Overview of KDD Cup 2008
The KDD cup is an annual event and competition in Data Mining and Knowledge Discovery. It is organized by the ACM Special Interest Group on Knowledge Discovery and Data Mining which is the leading professional organization of data miners. The competition focuses on different areas each year. The 2008 competition was particularly interesting and we’ll provide an overview of the KDD Cup 2008.
The KDD Cup 2008 focused on the problems and challenges inherent in early detection of breast cancer through X-ray images of the breast. Breast cancer is a serious illness and unfortunately takes far too many victims if the disease is not detected in the early stages.
It has been found that for the most part, cancerous patients exhibit no more than one malignant lesion. The objective in this competition was to develop algorithms for computer aided detection of early stage breast cancer from X-ray images.
Breast cancer is the second leading cause of cancer deaths in women today and it is the most common form of cancer in women overall, except for skin cancers. It is expected that approximately 1.3 million women will be diagnosed annually with breast cancer worldwide and that over 450,000 of them will die from the disease.
Early detection is key in preventing and treating breast cancer. Ideally the cancer should be identified before any symptoms develop in order to provide the best chances for effective treatment.
In this competition, there were two main tasks.
The first task entailed requiring participants to analyze x-rays and score them in terms of confidence factors for the presence of malignancies. A score of infinity indicates corresponds to full confidence that the patient has a malignant tumor and a score of minus infinity indicates with full confidence that the patient has a benign tumor.

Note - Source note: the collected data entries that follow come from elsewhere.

//! Users-related HTTP API.

mod activation;
mod email;
mod get;
mod list;
mod preferences;
mod role;
mod update;

use axum::routing::{get, patch, post};
use axum::{Router, middleware};

use crate::AppState;
use crate::middleware::{require_admin, require_user};

pub(crate) const ME_ROUTE: &str = "@me";

pub fn router(state: AppState) -> Router<AppState> {
    // `PATCH /users/:ID/role` requires the ADMIN gate.
    let admin = Router::new()
        .route("/{user_id}/role", patch(role::handler))
        .route_layer(middleware::from_fn_with_state(
            state.clone(),
            require_admin,
        ));

    Router::new()
        // `GET /users` goes to the paginated listing.
        .route("/", get(list::handler))
        // `GET /users/:ID` goes to `get`.
        .route("/{user_id}", get(get::handler))
        // `GET /users/@me` and `PATCH /users/@me`. Authorization required.
        .route("/@me", get(get::handler).patch(update::handler))
        .route("/@me/preferences", patch(preferences::handler))
        .route("/@me/activate", post(activation::activate))
        .route("/@me/deactivate", post(activation::deactivate))
        // Email confirmation: POST issues a code, PATCH submits it.
        .route(
            "/@me/email/confirmation",
            post(email::request_handler).patch(email::confirm_handler),
        )
        .route_layer(middleware::from_fn_with_state(state, require_user))
        .merge(admin)
}
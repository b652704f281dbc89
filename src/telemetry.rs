//! Telemetry logic.
//! Support tracing, metrics and logging.

use std::time::{Duration, Instant};

use axum::extract::{MatchedPath, Request};
use axum::http::Version;
use axum::middleware::Next;
use axum::response::IntoResponse;
use metrics::{Unit, gauge};
use metrics_exporter_prometheus::{
    BuildError, Matcher, PrometheusBuilder, PrometheusHandle,
};
use opentelemetry::global;
use opentelemetry::trace::{Span, TraceError, Tracer};
use opentelemetry::KeyValue;
use opentelemetry_appender_tracing::layer::OpenTelemetryTracingBridge;
use opentelemetry_otlp::{LogExporter, WithExportConfig};
use opentelemetry_sdk::Resource;
use opentelemetry_sdk::logs::{LogError, SdkLogger, SdkLoggerProvider};
use opentelemetry_sdk::trace::SdkTracerProvider;
use sysinfo::{
    Pid, ProcessRefreshKind, ProcessesToUpdate, RefreshKind, System,
};
use tokio::time::sleep;

const PROCESS_REFRESH_SECONDS: u64 = 10;

fn resources() -> Resource {
    Resource::builder().with_service_name("identa").build()
}

/// Create tracer for OTLP.
pub fn setup_tracer() -> Result<SdkTracerProvider, TraceError> {
    let exporter = opentelemetry_otlp::SpanExporter::builder()
        .with_tonic()
        .build()?;

    Ok(SdkTracerProvider::builder()
        .with_batch_exporter(exporter)
        .with_resource(resources())
        .build())
}

/// Create recorder for Prometheus metrics.
pub fn setup_metrics_recorder() -> Result<PrometheusHandle, BuildError> {
    const EXPONENTIAL_SECONDS: &[f64] = &[
        0.005, 0.01, 0.025, 0.05, 0.1, 0.25, 0.5, 1.0, 2.5, 5.0, 10.0,
    ];

    metrics::describe_gauge!(
        "process_cpu_usage",
        Unit::Percent,
        "CPU usage of the process in percentage."
    );
    metrics::describe_gauge!(
        "process_memory_used_bytes",
        Unit::Bytes,
        "Total process memory in bytes."
    );

    let mut system = System::new_with_specifics(RefreshKind::nothing());
    let pid = Pid::from_u32(std::process::id());

    // Refresh process gauges on a fixed cadence.
    tokio::spawn(async move {
        loop {
            system.refresh_processes_specifics(
                ProcessesToUpdate::Some(&[pid]),
                true,
                ProcessRefreshKind::nothing().with_memory().with_cpu(),
            );

            if let Some(process) = system.process(pid) {
                let mem_gauge = gauge!("process_memory_used_bytes");
                mem_gauge.set(process.memory() as f64);
                let cpu_gauge = gauge!("process_cpu_usage");
                cpu_gauge.set(process.cpu_usage() as f64);
            }

            sleep(Duration::from_secs(PROCESS_REFRESH_SECONDS)).await;
        }
    });

    PrometheusBuilder::new()
        .set_buckets_for_metric(
            Matcher::Full("http_requests_duration_seconds".to_string()),
            EXPONENTIAL_SECONDS,
        )?
        .install_recorder()
}

/// Create OTLP exporter for logs.
pub fn setup_logging(
    endpoint: &str,
) -> Result<OpenTelemetryTracingBridge<SdkLoggerProvider, SdkLogger>, LogError>
{
    let exporter = LogExporter::builder()
        .with_tonic()
        .with_endpoint(endpoint)
        .build()?;
    let provider: SdkLoggerProvider = SdkLoggerProvider::builder()
        .with_resource(resources())
        .with_batch_exporter(exporter)
        .build();

    Ok(OpenTelemetryTracingBridge::new(&provider))
}

/// Per-request span, counter and latency histogram.
pub async fn track(req: Request, next: Next) -> impl IntoResponse {
    let tracer = global::tracer("tracing-http");
    let mut otel_span = tracer.start("http-request");

    let start = Instant::now();
    let path =
        if let Some(matched_path) = req.extensions().get::<MatchedPath>() {
            matched_path.as_str().to_owned()
        } else {
            req.uri().path().to_owned()
        };
    let method = req.method().clone();
    let version = match req.version() {
        Version::HTTP_09 => "HTTP/0.9",
        Version::HTTP_10 => "HTTP/1.0",
        Version::HTTP_11 => "HTTP/1.1",
        Version::HTTP_2 => "HTTP/2",
        Version::HTTP_3 => "HTTP/3",
        _ => "UNKNOWN",
    };

    let response = next.run(req).await;

    let latency = start.elapsed().as_secs_f64();
    let status = response.status().as_u16().to_string();

    otel_span.set_attribute(KeyValue::new("version", version.to_owned()));
    otel_span.set_attribute(KeyValue::new("path", path.clone()));
    otel_span.set_attribute(KeyValue::new("method", method.to_string()));
    otel_span.set_attribute(KeyValue::new("status", status.clone()));

    let labels = [
        ("method", method.to_string()),
        ("path", path),
        ("status", status),
    ];
    metrics::counter!("http_requests_total", &labels).increment(1);
    metrics::histogram!("http_requests_duration_seconds", &labels)
        .record(latency);

    otel_span.end();

    response
}
//! Identa is a lightweight user-account management and access
//! control API.

#![forbid(unsafe_code)]

pub mod config;
pub mod crypto;
pub mod database;
pub mod error;
pub mod mail;
pub mod middleware;
pub mod router;
pub mod telemetry;
pub mod token;
pub mod user;

use std::sync::Arc;
use std::time::Duration;

use axum::body::Bytes;
use axum::http::{Method, header};
use axum::routing::{get, post};
use axum::{Router, middleware as AxumMiddleware};
use tower::ServiceBuilder;
use tower_http::LatencyUnit;
use tower_http::cors::{Any, CorsLayer};
use tower_http::sensitive_headers::SetSensitiveHeadersLayer;
use tower_http::timeout::TimeoutLayer;
use tower_http::trace::{
    DefaultMakeSpan, DefaultOnRequest, DefaultOnResponse, TraceLayer,
};

const REQUEST_TIMEOUT_SECONDS: u64 = 10;

/// State sharing between routes.
#[derive(Clone)]
pub struct AppState {
    pub config: Arc<config::Configuration>,
    pub users: user::UserService,
    pub token: token::TokenManager,
    pub mail: mail::MailManager,
}

/// Create router.
pub fn app(state: AppState) -> Router {
    let middleware = ServiceBuilder::new()
        // Add high level tracing/logging to all requests.
        .layer(
            TraceLayer::new_for_http()
                .on_body_chunk(|chunk: &Bytes, latency: Duration, _span: &tracing::Span| {
                    tracing::trace!(size_bytes = chunk.len(), latency = ?latency, "sending body chunk")
                })
                .make_span_with(DefaultMakeSpan::new().include_headers(true).level(tracing::Level::INFO))
                .on_request(DefaultOnRequest::new())
                .on_response(DefaultOnResponse::new().include_headers(true).latency_unit(LatencyUnit::Micros)),
        )
        // Set a timeout.
        .layer(TimeoutLayer::new(Duration::from_secs(REQUEST_TIMEOUT_SECONDS)))
        // Remove sensitive headers from trace.
        .layer(SetSensitiveHeadersLayer::new([
            header::AUTHORIZATION,
            header::COOKIE,
        ]))
        // Add CORS preflight support.
        .layer(
            CorsLayer::new()
                .allow_origin(Any)
                .allow_methods([
                    Method::GET,
                    Method::POST,
                    Method::PATCH,
                    Method::OPTIONS,
                ])
                .allow_headers(Any)
                .vary([header::AUTHORIZATION]),
        );

    Router::new()
        // `GET /status.json` goes to `status`.
        .route("/status.json", get(router::status::status))
        // `POST /create` goes to `create`.
        .route("/create", post(router::create::handler))
        // `POST /login` goes to `login`.
        .route("/login", post(router::login::handler))
        // Password reset round trip, no authorization required.
        .route("/password/reset", post(router::password::request_handler))
        .route(
            "/password/reset/confirm",
            post(router::password::confirm_handler),
        )
        .nest("/users", router::users::router(state.clone()))
        .with_state(state)
        .route_layer(AxumMiddleware::from_fn(telemetry::track))
        .layer(middleware)
}

/// Initialize the application state.
pub async fn initialize_state() -> Result<AppState, Box<dyn std::error::Error>>
{
    // read configuration file, let it in memory.
    let config = config::Configuration::default().read()?;

    let Some(pg) = config.postgres.clone() else {
        tracing::error!("missing `postgres` entry on `config.yaml` file");
        std::process::exit(1);
    };
    let db = database::Database::new(
        &pg.address,
        &pg.username
            .unwrap_or(database::DEFAULT_CREDENTIALS.into()),
        &pg.password
            .unwrap_or(database::DEFAULT_CREDENTIALS.into()),
        &pg.database
            .unwrap_or(database::DEFAULT_DATABASE_NAME.into()),
        pg.pool_size.unwrap_or(database::DEFAULT_POOL_SIZE),
    )
    .await?;

    // execute migrations scripts on start.
    sqlx::migrate!().run(&db.postgres).await?;

    let pwd = Arc::new(crypto::PasswordManager::new(config.argon2.clone())?);
    let repo = Arc::new(user::PgUserRepository::new(db.postgres.clone()));
    let users = user::UserService::new(repo, pwd);

    // handle jwt.
    let Some(token_config) = &config.token else {
        tracing::error!("missing `token` entry on `config.yaml` file");
        std::process::exit(1);
    };
    let mut token = token::TokenManager::new(
        &config.url,
        &token_config.public_key_pem,
        &token_config.private_key_pem,
    )?;
    if let Some(audience) = token_config.audience.as_ref() {
        token.audience(audience);
    }

    // handle mail sender.
    let mail = if let Some(cfg) = &config.mail {
        mail::MailManager::new(cfg).await?
    } else {
        mail::MailManager::default()
    };

    Ok(AppState {
        config,
        users,
        token,
        mail,
    })
}

/// MUST NEVER be used in production.
#[cfg(test)]
pub async fn make_request(
    app: Router,
    method: Method,
    path: &str,
    token: Option<&str>,
    body: String,
) -> axum::http::Response<axum::body::Body> {
    use axum::extract::Request;
    use tower::util::ServiceExt;

    let mut builder = Request::builder()
        .method(method)
        .uri(path)
        .header(header::CONTENT_TYPE, "application/json");
    if let Some(token) = token {
        builder =
            builder.header(header::AUTHORIZATION, format!("Bearer {token}"));
    }

    app.oneshot(
        builder
            .body(axum::body::Body::from(body))
            .expect("request must build"),
    )
    .await
    .expect("infallible service")
}

/// State backed by the in-memory repository and the test key pair.
#[cfg(test)]
pub fn test_state() -> (AppState, Arc<user::MemoryUserRepository>) {
    let repo = Arc::new(user::MemoryUserRepository::default());
    let pwd =
        Arc::new(crypto::PasswordManager::new(None).expect("argon2 params"));
    let users = user::UserService::new(repo.clone(), pwd);
    let token = token::TokenManager::new(
        "http://localhost/",
        token::TEST_PUBLIC_KEY,
        token::TEST_PRIVATE_KEY,
    )
    .expect("test key pair must load");

    (
        AppState {
            config: Arc::new(config::Configuration::default()),
            users,
            token,
            mail: mail::MailManager::default(),
        },
        repo,
    )
}
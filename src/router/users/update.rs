//! Edit the mutable identity fields.

use axum::Extension;
use axum::extract::State;
use serde::{Deserialize, Serialize};
use validator::Validate;

use crate::AppState;
use crate::error::Result;
use crate::router::Valid;
use crate::user::CurrentUser;

#[derive(Debug, Serialize, Deserialize, Validate)]
pub struct Body {
    #[validate(
        length(min = 2, max = 30),
        custom(
            function = "crate::router::validate_login",
            message = "Login must be alphanumeric."
        )
    )]
    pub login: String,
    #[validate(email(message = "Email must be formatted."))]
    pub email: String,
    #[validate(length(
        min = 8,
        max = 255,
        message = "Password must contain at least 8 characters."
    ))]
    pub password: String,
}

pub async fn handler(
    State(state): State<AppState>,
    Extension(current): Extension<CurrentUser>,
    Valid(body): Valid<Body>,
) -> Result<()> {
    state
        .users
        .edit_profile(current.id, &body.login, &body.email, &body.password)
        .await
}

#[cfg(test)]
mod tests {
    use crate::{app, make_request, test_state};
    use axum::http::{Method, StatusCode};
    use http_body_util::BodyExt;
    use serde_json::json;

    #[tokio::test]
    async fn profile_edit_changes_credentials() {
        let (state, _) = test_state();
        let id = state
            .users
            .register("alice", "a@x.com", "password-1")
            .await
            .unwrap();
        let token = state.token.create(id).unwrap();

        let response = make_request(
            app(state.clone()),
            Method::PATCH,
            "/users/@me",
            Some(&token),
            json!({
                "login": "alice2",
                "email": "a2@x.com",
                "password": "password-2",
            })
            .to_string(),
        )
        .await;
        assert_eq!(response.status(), StatusCode::OK);

        let user = state.users.login("alice2", "password-2").await.unwrap();
        assert_eq!(user.id, id);
        assert!(state.users.login("alice", "password-1").await.is_err());
    }

    #[tokio::test]
    async fn email_collision_has_its_own_code() {
        let (state, _) = test_state();
        let alice = state
            .users
            .register("alice", "a@x.com", "password-1")
            .await
            .unwrap();
        state
            .users
            .register("bob", "b@x.com", "password-2")
            .await
            .unwrap();
        let token = state.token.create(alice).unwrap();

        let response = make_request(
            app(state),
            Method::PATCH,
            "/users/@me",
            Some(&token),
            json!({
                "login": "alice",
                "email": "b@x.com",
                "password": "password-1",
            })
            .to_string(),
        )
        .await;

        assert_eq!(response.status(), StatusCode::CONFLICT);
        let bytes = response.into_body().collect().await.unwrap().to_bytes();
        let parsed: serde_json::Value = serde_json::from_slice(&bytes).unwrap();
        assert_eq!(parsed["code"], "EMAIL_IN_USE");
    }
}
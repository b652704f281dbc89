//! Change a user's role.

use axum::Extension;
use axum::extract::{Path, State};
use serde::{Deserialize, Serialize};
use validator::Validate;

use crate::AppState;
use crate::error::Result;
use crate::router::Valid;
use crate::user::{CurrentUser, Role};

#[derive(Debug, Serialize, Deserialize, Validate)]
pub struct Body {
    pub role: Role,
}

pub async fn handler(
    State(state): State<AppState>,
    Extension(current): Extension<CurrentUser>,
    Path(user_id): Path<i64>,
    Valid(body): Valid<Body>,
) -> Result<()> {
    state
        .users
        .change_role(current.role, user_id, body.role)
        .await
}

The second task attempts to prescreen x-rays in order to reduce the workload on radiologists. It evaluates x-rays and develops an algorithm which segregates results which are deemed completely normal and which do not require further review and inspection by a radiologist.
The data provided to participants consisted of four x-ray images each. This is the same type of x-rays normally available to a radiologist. The data is comprised of both training data and test data. In this way participants can work out the appropriate analysis and algorithms before tackling the actual test data.
Results of the challenge have been published on the Internet and are available from a wide variety of sources. They list winners and runner ups in both Challenge 1 and 2 as well as list of participants.
For each participant, results needed to be included in a defined file format and submitted to the judging organization. This enabled the data to be presented clearly and consistently and assisted the judging organization.
The KDD Cup of 2008 was a very important way to help to develop effective means for early detection of breast cancer in an efficient manner. Techniques developed can be of benefit to health care professionals and help to improve the early detection and ultimate effective treatment of this devastating disease.